While “agilefall” has many well documented downsides, I’ve found a counterintuitive bright side to the following aspect of it: “We have a product backlog with priorities, but we start working on a release with a long list of features already committed to the business.”
In this case, we have a pretty detailed view of scope as well as developer estimates of complexity. There is a lot of data to crunch.
From a pure business perspective, the key variable that matters is the release date. Dates have a significant implication for the rollout across the company and existing client base. Here’s a few business reasons why:
marketing and sales plans need to be made (since they’re separate “workstreams”)
overall costs and ROI of the program changes
coordination and resources need to be shared/reassigned with other internal teams
And most importantly, the date is completely non-technical. Anyone who graduated from primary school can understand it. So the nice thing is that the release dates help focus the discussion on what matters, while only needing to go into a minimal amount of technical detail.
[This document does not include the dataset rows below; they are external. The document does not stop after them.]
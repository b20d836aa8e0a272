mod common;

use common::{Caller, TestApp, OTHER_OWNER_ID, OWNER_ID};
use serde_json::{json, Value};

#[tokio::test]
async fn generates_one_unpaid_rent_invoice_per_active_student() {
    let app = TestApp::spawn().await;
    let hostel_id = app.create_hostel(OWNER_ID, "Green View").await;
    for (name, fee) in [("Amina", 5000), ("Brian", 6000), ("Chloe", 7000)] {
        app.create_student(&hostel_id, name, fee, None).await;
    }

    let response = app.generate(&hostel_id, 3, 2025).await;
    assert_eq!(response.status(), 201);
    let outcome: Value = response.json().await.unwrap();
    assert_eq!(outcome["created"], 3);
    assert_eq!(outcome["skipped"], 0);
    assert_eq!(outcome["failed"], 0);

    let list = app.list_payments(&hostel_id, "?month=3&year=2025").await;
    assert_eq!(list["total"], 3);

    let mut amounts: Vec<String> = list["payments"]
        .as_array()
        .unwrap()
        .iter()
        .map(|p| {
            assert_eq!(p["status"], "UNPAID");
            assert_eq!(p["payment_type"], "RENT");
            assert_eq!(p["due_date"], "2025-03-10");
            assert!(p["receipt_number"].as_str().unwrap().starts_with("RCP-202503-"));
            p["amount"].as_str().unwrap().to_string()
        })
        .collect();
    amounts.sort();
    assert_eq!(amounts, vec!["5000", "6000", "7000"]);
}

#[tokio::test]
async fn second_trigger_is_rejected_and_count_is_unchanged() {
    let app = TestApp::spawn().await;
    let hostel_id = app.create_hostel(OWNER_ID, "Green View").await;
    for (name, fee) in [("Amina", 5000), ("Brian", 6000), ("Chloe", 7000)] {
        app.create_student(&hostel_id, name, fee, None).await;
    }

    assert_eq!(app.generate(&hostel_id, 3, 2025).await.status(), 201);

    let response = app.generate(&hostel_id, 3, 2025).await;
    assert_eq!(response.status(), 409);
    let body: Value = response.json().await.unwrap();
    assert!(body["error"]
        .as_str()
        .unwrap()
        .contains("Invoices already exist"));

    let list = app.list_payments(&hostel_id, "?month=3&year=2025").await;
    assert_eq!(list["total"], 3);
}

#[tokio::test]
async fn students_who_left_are_not_billed() {
    let app = TestApp::spawn().await;
    let hostel_id = app.create_hostel(OWNER_ID, "Green View").await;
    app.create_student(&hostel_id, "Amina", 5000, None).await;
    let leaving = app.create_student(&hostel_id, "Brian", 6000, None).await;

    let response = app
        .post(
            &format!("/hostels/{}/students/{}/leave", hostel_id, leaving),
            &Caller::manager(&hostel_id),
            json!({}),
        )
        .await;
    assert_eq!(response.status(), 200);

    let outcome: Value = app.generate(&hostel_id, 3, 2025).await.json().await.unwrap();
    assert_eq!(outcome["created"], 1);
}

#[tokio::test]
async fn inactive_hostel_cannot_be_billed() {
    let app = TestApp::spawn().await;
    let hostel_id = app.create_hostel(OWNER_ID, "Green View").await;
    app.create_student(&hostel_id, "Amina", 5000, None).await;

    let response = app
        .delete(&format!("/hostels/{}", hostel_id), &Caller::owner(OWNER_ID))
        .await;
    assert_eq!(response.status(), 200);

    assert_eq!(app.generate(&hostel_id, 3, 2025).await.status(), 400);
    let list = app.list_payments(&hostel_id, "").await;
    assert_eq!(list["total"], 0);
}

#[tokio::test]
async fn invalid_period_is_rejected() {
    let app = TestApp::spawn().await;
    let hostel_id = app.create_hostel(OWNER_ID, "Green View").await;

    assert_eq!(app.generate(&hostel_id, 13, 2025).await.status(), 422);
    assert_eq!(app.generate(&hostel_id, 3, 1999).await.status(), 422);
}

#[tokio::test]
async fn student_cannot_trigger_generation() {
    let app = TestApp::spawn().await;
    let hostel_id = app.create_hostel(OWNER_ID, "Green View").await;

    let response = app
        .post(
            &format!("/hostels/{}/payments/generate", hostel_id),
            &Caller::student("student-1", &hostel_id),
            json!({ "month": 3, "year": 2025 }),
        )
        .await;
    assert_eq!(response.status(), 403);
}

#[tokio::test]
async fn owner_trigger_covers_all_owned_hostels() {
    let app = TestApp::spawn().await;
    let first = app.create_hostel(OWNER_ID, "First").await;
    let second = app.create_hostel(OWNER_ID, "Second").await;
    let foreign = app.create_hostel(OTHER_OWNER_ID, "Elsewhere").await;
    app.create_student(&first, "Amina", 5000, None).await;
    app.create_student(&second, "Brian", 6000, None).await;
    app.create_student(&foreign, "Chloe", 7000, None).await;

    assert_eq!(app.generate(&first, 3, 2025).await.status(), 201);

    let response = app
        .post(
            "/payments/generate",
            &Caller::owner(OWNER_ID),
            json!({ "month": 3, "year": 2025 }),
        )
        .await;
    assert_eq!(response.status(), 201);
    let summary: Value = response.json().await.unwrap();
    assert_eq!(summary["total_created"], 1);
    assert_eq!(summary["already_generated"], json!([first]));
    assert_eq!(summary["outcomes"][0]["hostel_id"], second.as_str());

    // the other owner's hostel was not touched
    let list = app.list_payments(&foreign, "").await;
    assert_eq!(list["total"], 0);

    // everything in scope is now billed
    let response = app
        .post(
            "/payments/generate",
            &Caller::owner(OWNER_ID),
            json!({ "month": 3, "year": 2025 }),
        )
        .await;
    assert_eq!(response.status(), 409);
}

#[tokio::test]
async fn admin_trigger_covers_every_hostel() {
    let app = TestApp::spawn().await;
    let first = app.create_hostel(OWNER_ID, "First").await;
    let second = app.create_hostel(OTHER_OWNER_ID, "Second").await;
    app.create_student(&first, "Amina", 5000, None).await;
    app.create_student(&second, "Brian", 6000, None).await;

    let response = app
        .post(
            "/payments/generate",
            &Caller::admin(),
            json!({ "month": 4, "year": 2025 }),
        )
        .await;
    assert_eq!(response.status(), 201);
    let summary: Value = response.json().await.unwrap();
    assert_eq!(summary["total_created"], 2);
}

#[tokio::test]
async fn fee_change_only_affects_later_invoices() {
    let app = TestApp::spawn().await;
    let hostel_id = app.create_hostel(OWNER_ID, "Green View").await;
    let student_id = app.create_student(&hostel_id, "Amina", 5000, None).await;

    app.generate(&hostel_id, 3, 2025).await;
    let response = app
        .patch(
            &format!("/hostels/{}/students/{}", hostel_id, student_id),
            &Caller::manager(&hostel_id),
            json!({ "monthly_fee": 5500 }),
        )
        .await;
    assert_eq!(response.status(), 200);
    app.generate(&hostel_id, 4, 2025).await;

    let march = app.list_payments(&hostel_id, "?month=3&year=2025").await;
    let april = app.list_payments(&hostel_id, "?month=4&year=2025").await;
    assert_eq!(march["payments"][0]["amount"], "5000");
    assert_eq!(april["payments"][0]["amount"], "5500");
}
//! Payment records and their status lifecycle.
//!
//! ```text
//! UNPAID --proof--> PENDING --verify--> COMPLETED --refund--> REFUNDED
//!                      \--reject--> FAILED
//! ```
//!
//! OVERDUE is never stored: an UNPAID record whose due date has passed reads
//! as OVERDUE through [`Payment::effective_status`].

use chrono::{DateTime, Datelike, NaiveDate, Utc};
use rust_decimal::Decimal;
use serde::{Deserialize, Serialize};
use service_core::error::AppError;
use std::fmt;
use std::str::FromStr;
use thiserror::Error;
use uuid::Uuid;

#[derive(Debug, Clone, Copy, PartialEq, Eq, Hash, Serialize, Deserialize)]
#[serde(rename_all = "SCREAMING_SNAKE_CASE")]
pub enum PaymentType {
    Rent,
    Security,
    Fine,
    Other,
}

#[derive(Debug, Clone, Copy, PartialEq, Eq, Serialize, Deserialize)]
#[serde(rename_all = "SCREAMING_SNAKE_CASE")]
pub enum PaymentMethod {
    Cash,
    BankTransfer,
    MobileMoney,
    Card,
    Other,
}

#[derive(Debug, Clone, Copy, PartialEq, Eq, Hash, Serialize, Deserialize)]
#[serde(rename_all = "SCREAMING_SNAKE_CASE")]
pub enum PaymentStatus {
    Unpaid,
    Pending,
    Completed,
    Failed,
    Refunded,
    /// Derived label for UNPAID records past their due date.
    Overdue,
}

impl PaymentStatus {
    pub fn as_str(&self) -> &'static str {
        match self {
            PaymentStatus::Unpaid => "UNPAID",
            PaymentStatus::Pending => "PENDING",
            PaymentStatus::Completed => "COMPLETED",
            PaymentStatus::Failed => "FAILED",
            PaymentStatus::Refunded => "REFUNDED",
            PaymentStatus::Overdue => "OVERDUE",
        }
    }

    pub fn is_terminal(&self) -> bool {
        matches!(self, PaymentStatus::Failed | PaymentStatus::Refunded)
    }

    /// Outstanding statuses count towards pending dues.
    pub fn is_outstanding(&self) -> bool {
        matches!(
            self,
            PaymentStatus::Unpaid | PaymentStatus::Pending | PaymentStatus::Overdue
        )
    }

    /// Validates a move from `self` to `to` and returns the new status.
    pub fn transition(self, to: PaymentStatus) -> Result<PaymentStatus, PaymentError> {
        // Overdue is a view over Unpaid
        let from = match self {
            PaymentStatus::Overdue => PaymentStatus::Unpaid,
            other => other,
        };

        match (from, to) {
            (PaymentStatus::Unpaid, PaymentStatus::Pending)
            | (PaymentStatus::Pending, PaymentStatus::Completed)
            | (PaymentStatus::Pending, PaymentStatus::Failed)
            | (PaymentStatus::Completed, PaymentStatus::Refunded) => Ok(to),
            (PaymentStatus::Completed, PaymentStatus::Completed) => {
                Err(PaymentError::AlreadyVerified)
            }
            (PaymentStatus::Unpaid, PaymentStatus::Completed)
            | (PaymentStatus::Unpaid, PaymentStatus::Failed) => Err(PaymentError::NotSubmitted),
            _ => Err(PaymentError::InvalidTransition { from, to }),
        }
    }
}

impl fmt::Display for PaymentStatus {
    fn fmt(&self, f: &mut fmt::Formatter<'_>) -> fmt::Result {
        f.write_str(self.as_str())
    }
}

impl FromStr for PaymentStatus {
    type Err = String;

    fn from_str(s: &str) -> Result<Self, Self::Err> {
        match s.to_uppercase().as_str() {
            "UNPAID" => Ok(PaymentStatus::Unpaid),
            "PENDING" => Ok(PaymentStatus::Pending),
            "COMPLETED" => Ok(PaymentStatus::Completed),
            "FAILED" => Ok(PaymentStatus::Failed),
            "REFUNDED" => Ok(PaymentStatus::Refunded),
            "OVERDUE" => Ok(PaymentStatus::Overdue),
            _ => Err(format!("Invalid payment status: {}", s)),
        }
    }
}

#[derive(Debug, Error, PartialEq, Eq)]
pub enum PaymentError {
    #[error("Invoices already exist for {month}/{year}")]
    AlreadyGenerated { month: i32, year: i32 },

    #[error("Payment is already verified")]
    AlreadyVerified,

    #[error("Payment has no submitted proof; it cannot be verified")]
    NotSubmitted,

    #[error("Cannot move payment from {from} to {to}")]
    InvalidTransition {
        from: PaymentStatus,
        to: PaymentStatus,
    },

    #[error("Invalid billing period {month}/{year}")]
    InvalidPeriod { month: i32, year: i32 },
}

impl From<PaymentError> for AppError {
    fn from(err: PaymentError) -> Self {
        match err {
            PaymentError::NotSubmitted | PaymentError::InvalidPeriod { .. } => {
                AppError::BadRequest(anyhow::Error::new(err))
            }
            PaymentError::AlreadyGenerated { .. }
            | PaymentError::AlreadyVerified
            | PaymentError::InvalidTransition { .. } => AppError::Conflict(anyhow::Error::new(err)),
        }
    }
}

#[derive(Debug, Clone, Serialize, Deserialize)]
pub struct Payment {
    #[serde(rename = "_id")]
    pub id: String,
    pub hostel_id: String,
    pub student_id: String,
    pub amount: Decimal,
    pub payment_type: PaymentType,
    pub method: Option<PaymentMethod>,
    pub month: i32,
    pub year: i32,
    pub due_date: NaiveDate,
    pub status: PaymentStatus,
    pub receipt_number: String,
    pub proof_image: Option<String>,
    pub transaction_ref: Option<String>,
    pub is_verified: bool,
    pub verified_by: Option<String>,
    pub verified_at: Option<mongodb::bson::DateTime>,
    pub status_reason: Option<String>,
    pub notes: Option<String>,
    #[serde(with = "mongodb::bson::serde_helpers::chrono_datetime_as_bson_datetime")]
    pub created_at: DateTime<Utc>,
    #[serde(with = "mongodb::bson::serde_helpers::chrono_datetime_as_bson_datetime")]
    pub updated_at: DateTime<Utc>,
}

/// Input for a new payment obligation.
#[derive(Debug, Clone)]
pub struct NewPayment {
    pub hostel_id: String,
    pub student_id: String,
    pub amount: Decimal,
    pub payment_type: PaymentType,
    pub month: i32,
    pub year: i32,
    pub due_day: u32,
    pub notes: Option<String>,
}

impl Payment {
    pub fn new(input: NewPayment) -> Result<Self, PaymentError> {
        let due_date = due_date_for(input.month, input.year, input.due_day).ok_or(
            PaymentError::InvalidPeriod {
                month: input.month,
                year: input.year,
            },
        )?;
        let now = Utc::now();

        Ok(Self {
            id: Uuid::new_v4().to_string(),
            hostel_id: input.hostel_id,
            student_id: input.student_id,
            amount: input.amount,
            payment_type: input.payment_type,
            method: None,
            month: input.month,
            year: input.year,
            due_date,
            status: PaymentStatus::Unpaid,
            receipt_number: generate_receipt_number(input.month, input.year),
            proof_image: None,
            transaction_ref: None,
            is_verified: false,
            verified_by: None,
            verified_at: None,
            status_reason: None,
            notes: input.notes,
            created_at: now,
            updated_at: now,
        })
    }

    /// Stored status, except UNPAID past its due date reads as OVERDUE.
    pub fn effective_status(&self, today: NaiveDate) -> PaymentStatus {
        if self.status == PaymentStatus::Unpaid && today > self.due_date {
            PaymentStatus::Overdue
        } else {
            self.status
        }
    }

    pub fn is_overdue(&self, today: NaiveDate) -> bool {
        self.effective_status(today) == PaymentStatus::Overdue
    }
}

/// Filter for listing payments. `hostel_id` is always applied by the
/// store; `None` fields are ignored.
#[derive(Debug, Clone, Default)]
pub struct PaymentFilter {
    pub hostel_id: Option<String>,
    pub student_id: Option<String>,
    /// `Overdue` selects UNPAID rows due before `today`.
    pub status: Option<PaymentStatus>,
    pub payment_type: Option<PaymentType>,
    pub month: Option<i32>,
    pub year: Option<i32>,
    pub today: Option<NaiveDate>,
}

/// Fields written by a status transition.
#[derive(Debug, Clone)]
pub struct PaymentUpdate {
    pub status: PaymentStatus,
    pub method: Option<PaymentMethod>,
    pub proof_image: Option<String>,
    pub transaction_ref: Option<String>,
    pub is_verified: Option<bool>,
    pub verified_by: Option<String>,
    pub verified_at: Option<mongodb::bson::DateTime>,
    pub status_reason: Option<String>,
}

impl PaymentUpdate {
    pub fn status(status: PaymentStatus) -> Self {
        Self {
            status,
            method: None,
            proof_image: None,
            transaction_ref: None,
            is_verified: None,
            verified_by: None,
            verified_at: None,
            status_reason: None,
        }
    }

    /// Applies the update in place; used by the in-memory store.
    pub fn apply(&self, payment: &mut Payment) {
        payment.status = self.status;
        if let Some(method) = self.method {
            payment.method = Some(method);
        }
        if let Some(ref proof) = self.proof_image {
            payment.proof_image = Some(proof.clone());
        }
        if let Some(ref reference) = self.transaction_ref {
            payment.transaction_ref = Some(reference.clone());
        }
        if let Some(verified) = self.is_verified {
            payment.is_verified = verified;
        }
        if let Some(ref by) = self.verified_by {
            payment.verified_by = Some(by.clone());
        }
        if let Some(at) = self.verified_at {
            payment.verified_at = Some(at);
        }
        if let Some(ref reason) = self.status_reason {
            payment.status_reason = Some(reason.clone());
        }
        payment.updated_at = Utc::now();
    }
}

/// Due date for a billing month. `due_day` is clamped to 1..=28 so every
/// month has it.
pub fn due_date_for(month: i32, year: i32, due_day: u32) -> Option<NaiveDate> {
    if !(1..=12).contains(&month) {
        return None;
    }
    NaiveDate::from_ymd_opt(year, month as u32, due_day.clamp(1, 28))
}

/// `RCP-YYYYMM-XXXXXXXXXX`, uniqueness backed by an index.
pub fn generate_receipt_number(month: i32, year: i32) -> String {
    let suffix = Uuid::new_v4().simple().to_string().to_uppercase();
    format!("RCP-{:04}{:02}-{}", year, month, &suffix[..10])
}

/// Current (month, year) in UTC.
pub fn current_period() -> (i32, i32) {
    let today = Utc::now().date_naive();
    (today.month() as i32, today.year())
}
//! Caller identity for every request.
//!
//! The gateway in front of this service authenticates the user and forwards
//! who they are in `X-User-ID`, `X-User-Role` and, for managers and students,
//! `X-Hostel-ID`. Handlers receive it as an explicit [`RequestContext`]
//! argument; nothing about the caller is kept in shared state.

use crate::models::{Hostel, Role};
use axum::async_trait;
use axum::extract::FromRequestParts;
use axum::http::request::Parts;
use service_core::error::AppError;

pub const USER_ID_HEADER: &str = "X-User-ID";
pub const USER_ROLE_HEADER: &str = "X-User-Role";
pub const HOSTEL_ID_HEADER: &str = "X-Hostel-ID";

#[derive(Debug, Clone)]
pub struct RequestContext {
    pub user_id: String,
    pub role: Role,
    /// Home hostel for managers and students.
    pub hostel_id: Option<String>,
}

impl RequestContext {
    pub fn new(user_id: impl Into<String>, role: Role, hostel_id: Option<String>) -> Self {
        Self {
            user_id: user_id.into(),
            role,
            hostel_id,
        }
    }

    pub fn is_admin(&self) -> bool {
        self.role == Role::Admin
    }

    pub fn is_student(&self) -> bool {
        self.role == Role::Student
    }

    /// Fails with `Forbidden` when the caller's role is below `required`.
    pub fn require(&self, required: Role) -> Result<(), AppError> {
        if self.role.satisfies(required) {
            Ok(())
        } else {
            Err(AppError::forbidden(format!(
                "{} role required, caller is {}",
                required, self.role
            )))
        }
    }

    /// Whether `hostel` lies inside the caller's tenant scope.
    pub fn can_access(&self, hostel: &Hostel) -> bool {
        match self.role {
            Role::Admin => true,
            Role::Owner => hostel.owner_id == self.user_id,
            Role::Manager | Role::Student => self.hostel_id.as_deref() == Some(hostel.id.as_str()),
        }
    }
}

#[async_trait]
impl<S> FromRequestParts<S> for RequestContext
where
    S: Send + Sync,
{
    type Rejection = AppError;

    async fn from_request_parts(parts: &mut Parts, _state: &S) -> Result<Self, Self::Rejection> {
        let header = |name: &str| {
            parts
                .headers
                .get(name)
                .and_then(|v| v.to_str().ok())
                .map(str::trim)
                .filter(|v| !v.is_empty())
                .map(|v| v.to_string())
        };

        let user_id = header(USER_ID_HEADER).ok_or_else(|| {
            AppError::Unauthorized(anyhow::anyhow!("Missing {} header", USER_ID_HEADER))
        })?;

        let role: Role = header(USER_ROLE_HEADER)
            .ok_or_else(|| {
                AppError::Unauthorized(anyhow::anyhow!("Missing {} header", USER_ROLE_HEADER))
            })?
            .parse()
            .map_err(|e: String| AppError::Unauthorized(anyhow::anyhow!(e)))?;

        let hostel_id = header(HOSTEL_ID_HEADER);

        if matches!(role, Role::Manager | Role::Student) && hostel_id.is_none() {
            return Err(AppError::Unauthorized(anyhow::anyhow!(
                "Missing {} header for {} role",
                HOSTEL_ID_HEADER,
                role
            )));
        }

        let span = tracing::Span::current();
        span.record("user_id", user_id.as_str());
        span.record("role", role.as_str());
        if let Some(ref hid) = hostel_id {
            span.record("hostel_id", hid.as_str());
        }

        Ok(RequestContext::new(user_id, role, hostel_id))
    }
}
use serde::Deserialize;

/// Reporting period; defaults to the current month.
#[derive(Debug, Deserialize)]
pub struct ReportParams {
    pub month: Option<i32>,
    pub year: Option<i32>,
}
use axum::extract::MatchedPath;
use axum::{extract::Request, middleware::Next, response::Response};
use metrics::{counter, histogram};
use std::time::Instant;

/// Records request count and latency per route template.
///
/// The matched route (`/api/v1/hostels/:hostel_id`) is used as the label so
/// that ids in the URI do not explode label cardinality.
pub async fn metrics_middleware(req: Request, next: Next) -> Response {
    let start = Instant::now();
    let method = req.method().to_string();
    let path = req
        .extensions()
        .get::<MatchedPath>()
        .map(|p| p.as_str().to_string())
        .unwrap_or_else(|| "unmatched".to_string());

    let response = next.run(req).await;

    let status = response.status().as_u16().to_string();
    let labels = [("method", method), ("path", path), ("status", status)];

    counter!("http_requests_total", &labels).increment(1);
    histogram!("http_request_duration_seconds", &labels).record(start.elapsed().as_secs_f64());

    response
}
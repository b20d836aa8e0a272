use secrecy::Secret;
use serde::Deserialize;
use service_core::config as core_config;
use service_core::error::AppError;
use std::env;

#[derive(Debug, Clone, Deserialize)]
pub struct HostelConfig {
    #[serde(flatten)]
    pub common: core_config::Config,
    pub store: StoreBackend,
    pub mongodb: MongoConfig,
    pub billing: BillingConfig,
    pub otlp_endpoint: Option<String>,
}

#[derive(Debug, Clone, Deserialize)]
pub struct MongoConfig {
    pub uri: Secret<String>,
    pub database: String,
}

#[derive(Debug, Clone, Deserialize)]
pub struct BillingConfig {
    /// Day of the billing month on which invoices fall due (1..=28).
    pub due_day: u32,
    /// Run the generator on a timer for the current month.
    pub auto_generate: bool,
    pub schedule_interval_secs: u64,
}

impl Default for BillingConfig {
    fn default() -> Self {
        Self {
            due_day: 10,
            auto_generate: false,
            schedule_interval_secs: 3600,
        }
    }
}

#[derive(Debug, Clone, Copy, Deserialize, PartialEq, Eq)]
#[serde(rename_all = "lowercase")]
pub enum StoreBackend {
    Mongo,
    Memory,
}

impl StoreBackend {
    pub fn as_str(&self) -> &'static str {
        match self {
            StoreBackend::Mongo => "mongo",
            StoreBackend::Memory => "memory",
        }
    }
}

impl std::str::FromStr for StoreBackend {
    type Err = String;

    fn from_str(s: &str) -> Result<Self, Self::Err> {
        match s.to_lowercase().as_str() {
            "mongo" | "mongodb" => Ok(StoreBackend::Mongo),
            "memory" => Ok(StoreBackend::Memory),
            _ => Err(format!("Invalid store backend: {}", s)),
        }
    }
}

impl HostelConfig {
    pub fn load() -> Result<Self, AppError> {
        // Load common config (handles .env and APP__ prefix)
        let common = core_config::Config::load()?;
        let is_prod = common.is_production();

        let store: StoreBackend = get_env("STORE_BACKEND", Some("mongo"), false)?
            .parse()
            .map_err(|e: String| AppError::ConfigError(anyhow::anyhow!(e)))?;

        if is_prod && store == StoreBackend::Memory {
            return Err(AppError::ConfigError(anyhow::anyhow!(
                "STORE_BACKEND=memory is not allowed in production"
            )));
        }

        // The URI is only mandatory when Mongo is actually used.
        let uri_default = match store {
            StoreBackend::Memory => Some("mongodb://localhost:27017"),
            StoreBackend::Mongo => None,
        };

        let due_day: u32 = parse_env("BILLING_DUE_DAY", 10)?;
        if !(1..=28).contains(&due_day) {
            return Err(AppError::ConfigError(anyhow::anyhow!(
                "BILLING_DUE_DAY must be between 1 and 28, got {}",
                due_day
            )));
        }

        Ok(HostelConfig {
            common,
            store,
            mongodb: MongoConfig {
                uri: Secret::new(get_env("MONGODB_URI", uri_default, is_prod)?),
                database: get_env("MONGODB_DATABASE", Some("hostelite"), false)?,
            },
            billing: BillingConfig {
                due_day,
                auto_generate: parse_env("BILLING_AUTO_GENERATE", false)?,
                schedule_interval_secs: parse_env("BILLING_SCHEDULE_INTERVAL_SECS", 3600)?,
            },
            otlp_endpoint: env::var("OTLP_ENDPOINT").ok().filter(|v| !v.is_empty()),
        })
    }

    /// In-memory configuration on a random port, used by tests and local demos.
    pub fn in_memory() -> Self {
        Self {
            common: core_config::Config {
                port: 0,
                ..Default::default()
            },
            store: StoreBackend::Memory,
            mongodb: MongoConfig {
                uri: Secret::new("mongodb://localhost:27017".to_string()),
                database: "hostelite".to_string(),
            },
            billing: BillingConfig::default(),
            otlp_endpoint: None,
        }
    }
}

fn get_env(key: &str, default: Option<&str>, is_prod: bool) -> Result<String, AppError> {
    match env::var(key) {
        Ok(val) => Ok(val),
        Err(_) => {
            if is_prod && default.is_none() {
                Err(AppError::ConfigError(anyhow::anyhow!(
                    "{} is required in production but not set",
                    key
                )))
            } else if let Some(def) = default {
                Ok(def.to_string())
            } else {
                Err(AppError::ConfigError(anyhow::anyhow!(
                    "{} is required but not set",
                    key
                )))
            }
        }
    }
}

fn parse_env<T>(key: &str, default: T) -> Result<T, AppError>
where
    T: std::str::FromStr,
    T::Err: std::fmt::Display,
{
    match env::var(key) {
        Ok(val) => val.trim().parse().map_err(|e: T::Err| {
            AppError::ConfigError(anyhow::anyhow!("Invalid value for {}: {}", key, e))
        }),
        Err(_) => Ok(default),
    }
}

#[cfg(test)]
mod tests {
    use super::*;

    #[test]
    fn test_store_backend_parsing() {
        assert_eq!("mongo".parse::<StoreBackend>(), Ok(StoreBackend::Mongo));
        assert_eq!("MongoDB".parse::<StoreBackend>(), Ok(StoreBackend::Mongo));
        assert_eq!("memory".parse::<StoreBackend>(), Ok(StoreBackend::Memory));
        assert!("postgres".parse::<StoreBackend>().is_err());
    }

    #[test]
    fn test_in_memory_defaults() {
        let config = HostelConfig::in_memory();
        assert_eq!(config.store, StoreBackend::Memory);
        assert_eq!(config.common.port, 0);
        assert_eq!(config.billing.due_day, 10);
        assert!(!config.billing.auto_generate);
    }

    #[test]
    fn test_parse_env_default_when_unset() {
        let value: u64 = parse_env("HOSTEL_TEST_UNSET_VARIABLE", 42).unwrap();
        assert_eq!(value, 42);
    }
}
#[cfg(test)]
mod tests {
    use super::*;
    use crate::models::PaymentType;
    use chrono::NaiveDate;

    #[test]
    fn test_overdue_filter_targets_unpaid_past_due() {
        let filter = PaymentFilter {
            hostel_id: Some("h1".to_string()),
            status: Some(PaymentStatus::Overdue),
            today: NaiveDate::from_ymd_opt(2025, 3, 15),
            ..Default::default()
        };
        let query = payment_filter_doc(&filter).unwrap();
        assert_eq!(query.get_str("status").unwrap(), "UNPAID");
        assert_eq!(
            query.get_document("due_date").unwrap(),
            &doc! { "$lt": "2025-03-15" }
        );
    }

    #[test]
    fn test_period_filter() {
        let filter = PaymentFilter {
            hostel_id: Some("h1".to_string()),
            payment_type: Some(PaymentType::Rent),
            month: Some(3),
            year: Some(2025),
            ..Default::default()
        };
        let query = payment_filter_doc(&filter).unwrap();
        assert_eq!(query.get_str("payment_type").unwrap(), "RENT");
        assert_eq!(query.get_i32("month").unwrap(), 3);
        assert_eq!(query.get_i32("year").unwrap(), 2025);
        assert!(query.get("status").is_none());
    }

    #[test]
    fn test_verify_update_sets_audit_fields() {
        let mut update = PaymentUpdate::status(PaymentStatus::Completed);
        update.is_verified = Some(true);
        update.verified_by = Some("manager-1".to_string());
        update.verified_at = Some(BsonDateTime::now());

        let set = payment_update_doc(&update).unwrap();
        let set = set.get_document("$set").unwrap();
        assert_eq!(set.get_str("status").unwrap(), "COMPLETED");
        assert!(set.get_bool("is_verified").unwrap());
        assert_eq!(set.get_str("verified_by").unwrap(), "manager-1");
        assert!(set.get_datetime("verified_at").is_ok());
        assert!(set.get("proof_image").is_none());
    }
}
Making the relatively liberal assumption that scope will not change, it’s possible to generate a pretty decent forecast of the date.
Moreover, it’s possible to model the impact of a higher or lower average future velocity on release dates. In other words, if there is a need for a plan, you can make the entire plan using the following approach:
dependent variables: incremental release dates
independent variable: hypothetical velocity
And then look at what happens to the release dates as you vary velocity.